“I was very happy, very. But as years went on, my dear boy would have wearied of his child-wife. He would have been more and more sensible of what was wanting in his home. She wouldn’t have improved. It is better as it is.
Oh, Dora, dearest, dearest,do not speak to me so. Every word seems a reproach!“
I was reading from Charles Dickens’ David Copperfield as I sat at the bed where my brother Al was lying; almost in a coma, I could only hear he’s breathing. We were in a hospital in a small town and doctors told me that there’s no chance because the tumour in his head was very vicious and predominant. I had no choice just sitting there beside him and read from one of his favourites…
“No, not a syllable! She answered, kissing me. “Oh, my dear, you never deserved it, and I love you far too well, to say a reproachful word to you, in earnest; it was all the merit I had, except being pretty– or you thought me so. Is it lonely, downstairs,Doady? “very! very!” Don’t cry! Is my chair there? “In its old place. ”
“Oh, how my poor boy cries! Hush, Hush! Now, make me one promise. I want to speak to Agnes. When you go downstairs, tell Agnes so, and send her up to me…….
“Agnes is downstairs when I go into the parlour, and I give her the message. She disappears, leaving me alone with Jip. His Chinese house is by the fire, and he lies within it, on his bed of flannel, querulously trying to sleep. The bright moon is high and clear. As I look out on the night my tears fall fast, and my undisciplined heart is chastened heavily, heavily.”

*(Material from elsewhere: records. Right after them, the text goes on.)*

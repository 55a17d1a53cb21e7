//! Extractor workers: turn fetched pages into result records.

use std::future::Future;

use tokio_util::sync::CancellationToken;

use crate::broker::{Broker, keys};
use crate::error::AppError;
use crate::job::{Role, WorkerConfig};
use crate::models::{ExploitItem, ResultRecord, decode};
use crate::node::WorkerFactory;
use crate::traits::TitleExtractor;
use crate::worker::{QueueWorker, TracingWorkerReporter, WorkerEvent, WorkerReporter, run_worker};

/// Title recorded when a page has neither a `<title>` nor an `<h1>`.
pub const NO_TITLE: &str = "No title found";

/// Title recorded when the explorer could not fetch the page.
pub const TITLE_UNAVAILABLE: &str = "Error extracting title";

pub struct ExtractorWorker<B, T>
where
    B: Broker,
    T: TitleExtractor,
{
    broker: B,
    titles: T,
    config: WorkerConfig,
}

impl<B, T> ExtractorWorker<B, T>
where
    B: Broker,
    T: TitleExtractor,
{
    pub fn new(broker: B, titles: T, config: WorkerConfig) -> Self {
        Self {
            broker,
            titles,
            config,
        }
    }

    pub async fn run<WR: WorkerReporter>(
        &self,
        cancel_token: CancellationToken,
        reporter: &WR,
    ) -> Result<u64, AppError> {
        run_worker(self, cancel_token, reporter).await
    }

    fn title_for(&self, html: Option<&str>) -> String {
        match html {
            Some(html) => self
                .titles
                .extract_title(html)
                .unwrap_or_else(|| NO_TITLE.to_string()),
            None => TITLE_UNAVAILABLE.to_string(),
        }
    }
}

impl<B, T> QueueWorker for ExtractorWorker<B, T>
where
    B: Broker,
    T: TitleExtractor,
{
    type Broker = B;

    const ROLE: Role = Role::Extractor;
    const QUEUE: &'static str = keys::EXPLOIT_QUEUE;

    fn broker(&self) -> &B {
        &self.broker
    }

    fn config(&self) -> &WorkerConfig {
        &self.config
    }

    async fn handle<WR: WorkerReporter>(
        &self,
        payload: &str,
        reporter: &WR,
    ) -> Result<bool, AppError> {
        let item: ExploitItem = match decode(payload) {
            Ok(item) => item,
            Err(e) => {
                let error = e.to_string();
                reporter.report(WorkerEvent::MalformedItem {
                    worker_id: &self.config.worker_id,
                    error: &error,
                });
                return Ok(false);
            }
        };

        let title = self.title_for(item.html.as_deref());
        let record = ResultRecord::now(item.url, title, &self.config.worker_id);
        let payload = serde_json::to_string(&record)?;

        // Append before counting: urls_extracted never exceeds the stream length.
        self.broker
            .stream_append(keys::RESULTS_STREAM, &payload)
            .await?;
        self.broker.incr(keys::URLS_EXTRACTED).await?;

        reporter.report(WorkerEvent::Extracted {
            url: &record.url,
            title: &record.title,
        });
        Ok(true)
    }
}

/// Builds extractor workers for a node's pool.
#[derive(Clone)]
pub struct ExtractorFactory<B, T> {
    broker: B,
    titles: T,
    config: WorkerConfig,
}

impl<B, T> ExtractorFactory<B, T>
where
    B: Broker,
    T: TitleExtractor,
{
    pub fn new(broker: B, titles: T, config: WorkerConfig) -> Self {
        Self {
            broker,
            titles,
            config,
        }
    }
}

impl<B, T> WorkerFactory for ExtractorFactory<B, T>
where
    B: Broker,
    T: TitleExtractor,
{
    fn role(&self) -> Role {
        Role::Extractor
    }

    fn launch(
        &self,
        worker_id: String,
        cancel_token: CancellationToken,
    ) -> impl Future<Output = Result<u64, AppError>> + Send + 'static {
        let worker = ExtractorWorker::new(
            self.broker.clone(),
            self.titles.clone(),
            self.config.clone().with_worker_id(worker_id),
        );
        async move { worker.run(cancel_token, &TracingWorkerReporter).await }
    }
}

#[cfg(test)]
mod tests {
    use std::time::Duration;

    use super::*;
    use crate::broker::{get_i64, push_json};
    use crate::memory_broker::MemoryBroker;
    use crate::testutil::*;

    fn worker(broker: &MemoryBroker) -> ExtractorWorker<MemoryBroker, MockTitleExtractor> {
        ExtractorWorker::new(
            broker.clone(),
            MockTitleExtractor,
            WorkerConfig::default()
                .with_worker_id("extractor-test")
                .with_pop_timeout(Duration::from_millis(20)),
        )
    }

    async fn enqueue(broker: &MemoryBroker, url: &str, html: Option<&str>) {
        let item = ExploitItem {
            url: url.to_string(),
            html: html.map(str::to_string),
        };
        push_json(broker, keys::EXPLOIT_QUEUE, &item).await.unwrap();
    }

    /// Process everything queued so far, then stop via the broker flag.
    async fn drain(broker: &MemoryBroker) -> (u64, RecordingReporter) {
        let reporter = RecordingReporter::default();
        let cancel = CancellationToken::new();
        let stopper = {
            let broker = broker.clone();
            let cancel = cancel.clone();
            tokio::spawn(async move {
                while broker.queue_len(keys::EXPLOIT_QUEUE).await.unwrap() > 0 {
                    tokio::time::sleep(Duration::from_millis(10)).await;
                }
                cancel.cancel();
            })
        };
        let processed = worker(broker).run(cancel, &reporter).await.unwrap();
        stopper.await.unwrap();
        (processed, reporter)
    }

    async fn records(broker: &MemoryBroker) -> Vec<ResultRecord> {
        broker
            .stream_range(keys::RESULTS_STREAM)
            .await
            .unwrap()
            .iter()
            .map(|entry| decode(&entry.payload).unwrap())
            .collect()
    }

    #[tokio::test]
    async fn test_titles_recorded_with_fallbacks() {
        let broker = MemoryBroker::new();
        enqueue(&broker, "https://a.com/", Some("<title>Home</title>")).await;
        enqueue(&broker, "https://a.com/h", Some("<h1>Heading</h1>")).await;
        enqueue(&broker, "https://a.com/bare", Some("<p>text</p>")).await;
        enqueue(&broker, "https://a.com/down", None).await;

        let (processed, _) = drain(&broker).await;

        assert_eq!(processed, 4);
        let titles: Vec<_> = records(&broker)
            .await
            .into_iter()
            .map(|r| (r.url, r.title))
            .collect();
        assert_eq!(
            titles,
            vec![
                ("https://a.com/".to_string(), "Home".to_string()),
                ("https://a.com/h".to_string(), "Heading".to_string()),
                ("https://a.com/bare".to_string(), NO_TITLE.to_string()),
                ("https://a.com/down".to_string(), TITLE_UNAVAILABLE.to_string()),
            ]
        );
        assert_eq!(get_i64(&broker, keys::URLS_EXTRACTED).await.unwrap(), 4);
    }

    #[tokio::test]
    async fn test_record_carries_worker_id_and_timestamp() {
        let broker = MemoryBroker::new();
        enqueue(&broker, "https://a.com/", Some("<title>Home</title>")).await;

        drain(&broker).await;

        let record = &records(&broker).await[0];
        assert_eq!(record.worker_id, "extractor-test");
        assert!(record.timestamp.parse::<f64>().unwrap() > 0.0);
    }

    #[tokio::test]
    async fn test_malformed_item_not_counted() {
        let broker = MemoryBroker::new();
        broker.push(keys::EXPLOIT_QUEUE, "[1,2]").await.unwrap();
        enqueue(&broker, "https://a.com/", Some("<title>Home</title>")).await;

        let (processed, reporter) = drain(&broker).await;

        assert_eq!(processed, 1);
        assert_eq!(reporter.count("malformed"), 1);
        assert_eq!(records(&broker).await.len(), 1);
    }

    #[tokio::test]
    async fn test_progress_reported_every_ten_items() {
        let broker = MemoryBroker::new();
        for i in 0..25 {
            enqueue(&broker, &format!("https://a.com/{i}"), Some("<title>t</title>")).await;
        }

        let (processed, reporter) = drain(&broker).await;

        assert_eq!(processed, 25);
        assert_eq!(reporter.count("progress"), 2);
    }

    #[tokio::test]
    async fn test_exits_within_pop_timeout_of_stop_flag() {
        let broker = MemoryBroker::new();
        broker.set(keys::STOP_SIGNAL, "1").await.unwrap();

        let result = tokio::time::timeout(
            Duration::from_secs(1),
            worker(&broker).run(CancellationToken::new(), &RecordingReporter::default()),
        )
        .await;

        assert_eq!(result.unwrap().unwrap(), 0);
    }
}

“I sit down by the fire, thinking with blind remorse of all those secret feelings I have nourished since my marriage, I think of every little trifle between me and Dora and feel the truth, that trifles make the sum of life. Ever rising from the sea of my remembrance, is the image of the dear child as I knew her first, graced by my young love, and by her own, with every fascination wherein such love is rich. Would it, indeed, have been better if we have loved each other as a boy and girl, and forgotten it? Undisciplined heart replayed!”
“How the time wears, I know not; until I am recalled by my child-wife’s old companion (Jip) more restless than he was, he crawled out of his house, and looks at me, and wanders to the door and whines to go upstairs. “Not tonight Jip, not tonight!” He comes very slowly back to me, licks my hand and lifts his dim eyes to my face; “Oh Jip, it may be, never again!“
“He lies down at my feet, stretched himself out as if to sleep, and with plaintive cry is dead… Oh Agnes! (she’s come down) Look, look here!”
“That face, so full of pity and of grief, that rain of tears, that awful mute appeal to me, that solemn hand upraised towards heaven! Agnes?”
“It’s over, darkness comes before my eyes, and for me a while, all things are blotted out of my remembrance.”
I began my tribute with a masterpiece from Dickens’ book not only because of its brilliance and impressive power of his literature but also for Al’s loved it so much and I add this as a present and am sure that he’d like it. I read this book the whole of the ten days in which we were both in this hospital till the time had come. At the end of the book, we were separated.
It’s thirteen years ago on this day as Al passed away and left this earth but strangely, I have a feeling that I have got much nearer to him as before. Am I closer to the line to change the level too? I don’t know but anyway, I am very happy about this closeness, it helps me to remember more and more about our time we were living and fighting together through those over fifty years of our life.